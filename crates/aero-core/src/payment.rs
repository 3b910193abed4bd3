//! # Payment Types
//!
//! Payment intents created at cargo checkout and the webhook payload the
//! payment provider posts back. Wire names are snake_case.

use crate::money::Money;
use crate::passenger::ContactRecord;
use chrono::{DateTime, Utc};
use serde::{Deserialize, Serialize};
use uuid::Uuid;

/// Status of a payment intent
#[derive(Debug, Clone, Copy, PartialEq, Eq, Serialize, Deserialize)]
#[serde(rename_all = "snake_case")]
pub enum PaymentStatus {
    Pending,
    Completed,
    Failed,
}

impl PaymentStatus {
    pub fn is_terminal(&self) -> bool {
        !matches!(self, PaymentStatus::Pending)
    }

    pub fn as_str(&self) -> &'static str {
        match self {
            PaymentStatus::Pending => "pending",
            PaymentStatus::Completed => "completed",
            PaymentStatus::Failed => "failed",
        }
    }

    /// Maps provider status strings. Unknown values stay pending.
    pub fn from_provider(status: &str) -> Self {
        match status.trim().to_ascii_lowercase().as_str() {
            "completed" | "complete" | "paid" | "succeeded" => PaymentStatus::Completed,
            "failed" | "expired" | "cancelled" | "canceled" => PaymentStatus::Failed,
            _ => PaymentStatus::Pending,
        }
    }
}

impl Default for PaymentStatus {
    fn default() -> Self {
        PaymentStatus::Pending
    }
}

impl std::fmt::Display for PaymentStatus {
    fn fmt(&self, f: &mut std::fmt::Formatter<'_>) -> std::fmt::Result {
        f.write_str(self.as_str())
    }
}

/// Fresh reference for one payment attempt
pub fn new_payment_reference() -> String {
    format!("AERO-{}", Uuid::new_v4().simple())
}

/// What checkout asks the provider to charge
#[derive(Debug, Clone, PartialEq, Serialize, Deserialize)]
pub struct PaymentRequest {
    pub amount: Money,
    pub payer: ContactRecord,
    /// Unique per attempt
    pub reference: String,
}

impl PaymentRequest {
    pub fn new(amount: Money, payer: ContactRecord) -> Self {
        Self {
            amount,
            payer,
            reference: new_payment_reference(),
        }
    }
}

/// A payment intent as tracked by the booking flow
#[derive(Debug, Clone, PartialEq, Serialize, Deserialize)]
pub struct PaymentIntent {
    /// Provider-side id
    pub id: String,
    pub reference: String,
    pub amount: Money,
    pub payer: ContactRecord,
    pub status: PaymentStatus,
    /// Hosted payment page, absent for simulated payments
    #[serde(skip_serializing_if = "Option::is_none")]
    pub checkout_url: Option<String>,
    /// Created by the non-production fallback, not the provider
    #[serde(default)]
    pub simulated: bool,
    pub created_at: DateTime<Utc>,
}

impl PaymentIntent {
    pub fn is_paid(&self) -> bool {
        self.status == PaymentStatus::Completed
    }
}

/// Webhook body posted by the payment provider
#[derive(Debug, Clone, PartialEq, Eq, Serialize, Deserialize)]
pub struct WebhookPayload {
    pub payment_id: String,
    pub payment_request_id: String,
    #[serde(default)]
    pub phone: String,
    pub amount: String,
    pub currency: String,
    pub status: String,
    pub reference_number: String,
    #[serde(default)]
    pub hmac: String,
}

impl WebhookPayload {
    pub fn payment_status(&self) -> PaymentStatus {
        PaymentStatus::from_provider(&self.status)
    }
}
----------
→ **Task**
Every line of the entries that includes "Clone" must be copied into the answer.

→ **Response area**
#[derive(Debug, Clone, Copy, PartialEq, Eq, Serialize, Deserialize)]
#[derive(Debug, Clone, PartialEq, Serialize, Deserialize)]
#[derive(Debug, Clone, PartialEq, Serialize, Deserialize)]
#[derive(Debug, Clone, PartialEq, Eq, Serialize, Deserialize)]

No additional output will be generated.